L'Union européenne a déjà mis
en place des outils pour aider les États membres à respecter leurs
obligations et à faire face à des situations critiques susceptibles de mettre
l'espace Schengen en péril. Ils peuvent, par exemple, obtenir un soutien
financier et pratique auprès de la Commission, par l'intermédiaire des fonds
de l'UE. FRONTEX est en mesure d'organiser des opérations conjointes ou de
déployer des équipes d'intervention rapide aux frontières. Les États membres
peuvent également faire appel à d'autres États membres, à EUROPOL ou au
Bureau européen d’appui en matière d’asile (BEA).
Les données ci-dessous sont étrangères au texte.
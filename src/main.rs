use anyhow::Result;
use question_selector::{logger, App, Config};

#[tokio::main]
async fn main() -> Result<()> {
    // 加载配置
    let config = Config::from_env();

    // 初始化日志
    logger::init(config.verbose_logging);

    // 初始化并运行应用
    App::initialize(config).await?.run().await?;

    Ok(())
}
//! 日志工具模块
//!
//! 提供日志格式化和输出的辅助函数

use crate::config::Config;
use crate::models::TopicCatalog;
use crate::orchestrator::{DocumentSummary, ExtractionReport};
use crate::services::TopicSelection;
use crate::workflow::DocumentStatus;
use tracing::{info, warn};

/// 记录程序启动信息
pub fn log_startup(config: &Config) {
    info!("{}", "=".repeat(60));
    info!("🚀 程序启动 - {} 题目筛选", config.course);
    info!("📁 题库目录: {}", config.pdf_dir);
    info!("📚 题库文件: {}", config.test_banks.join(", "));
    info!("📊 最大并发数: {}", config.max_concurrent_documents);
    info!("{}", "=".repeat(60));
}

/// 记录已选择的章节
///
/// # 参数
/// - `selection`: 解析后的章节选择
/// - `catalog`: 章节目录（用于显示名称）
pub fn log_selection(selection: &TopicSelection, catalog: &TopicCatalog) {
    for ignored in &selection.ignored {
        warn!("⚠️ 章节 {} 无效，已忽略", ignored);
    }
    info!("✓ 已选择章节: {}", selection.topics.join(", "));
    for id in &selection.topics {
        if let Some(entry) = catalog.get(id) {
            info!("  Chapter {}: {}", id, entry.display_name);
        }
    }
}

/// 记录单个文档的提取结果
pub fn log_document_result(summary: &DocumentSummary) {
    match &summary.status {
        DocumentStatus::Extracted { pages } => info!(
            "  ✓ {}: {} 页, {} 道题",
            summary.document_id, pages, summary.question_count
        ),
        DocumentStatus::Unavailable => warn!("  ⚠️ {}: 文件不存在，已跳过", summary.document_id),
        DocumentStatus::Failed { reason } => {
            warn!("  ❌ {}: 读取失败，已跳过 ({})", summary.document_id, reason)
        }
    }
}

/// 打印提取统计信息
///
/// # 参数
/// - `report`: 提取结果
pub fn log_extraction_stats(report: &ExtractionReport) {
    info!("\n{}", "─".repeat(60));
    info!("📄 题库统计");
    for summary in &report.documents {
        log_document_result(summary);
    }
    info!("共提取 {} 道题", report.records.len());

    let distribution = report.topic_distribution();
    if !distribution.is_empty() {
        info!("章节分布:");
        for (topic, count) in distribution {
            info!("  Chapter {}: {} 道", topic, count);
        }
    }
    info!("{}", "─".repeat(60));
}

/// 打印最终统计信息
///
/// # 参数
/// - `matching`: 命中所选章节的题目数
/// - `returned`: 截取后返回的题目数
/// - `output_file`: 结果文件路径（若已保存）
pub fn print_final_stats(matching: usize, returned: usize, output_file: Option<&str>) {
    info!("\n{}", "=".repeat(60));
    info!("📊 筛选完成统计");
    info!(
        "完成时间: {}",
        chrono::Local::now().format("%Y-%m-%d %H:%M:%S")
    );
    info!("{}", "=".repeat(60));
    info!("✅ 命中所选章节: {}", matching);
    info!("📋 返回题目: {}", returned);
    info!("{}", "=".repeat(60));
    if let Some(path) = output_file {
        info!("\n结果已保存至: {}", path);
    }
}

/// 截断长文本用于显示
///
/// # 参数
/// - `text`: 原始文本
/// - `max_len`: 最大长度（字符数）
///
/// # 返回
/// 返回截断后的文本
pub fn truncate_text(text: &str, max_len: usize) -> String {
    if text.chars().count() > max_len {
        text.chars().take(max_len).collect::<String>() + "..."
    } else {
        text.to_string()
    }
}

#[cfg(test)]
mod tests {
    use super::*;

    #[test]
    fn test_truncate_text() {
        assert_eq!(truncate_text("short", 10), "short");
        assert_eq!(truncate_text("exactly", 7), "exactly");
        assert_eq!(truncate_text("∫ f(x) dx from a to b", 6), "∫ f(x)...");
    }
}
Ces outils ne sont cependant
pas suffisants, intrinsèquement, pour garantir que les règles de Schengen
soient appliquées de manière cohérente par chaque État membre. C'est le mécanisme
d'évaluation de Schengen qui permet d'y veiller: il est utilisé pour
assurer le suivi de l'application de l'acquis de Schengen et pour publier des
recommandations sur toute insuffisance constatée. Le mécanisme en vigueur,
qui repose sur un système intergouvernemental d'évaluation par les pairs,
n'est pas assez robuste pour remédier efficacement à toutes les faiblesses.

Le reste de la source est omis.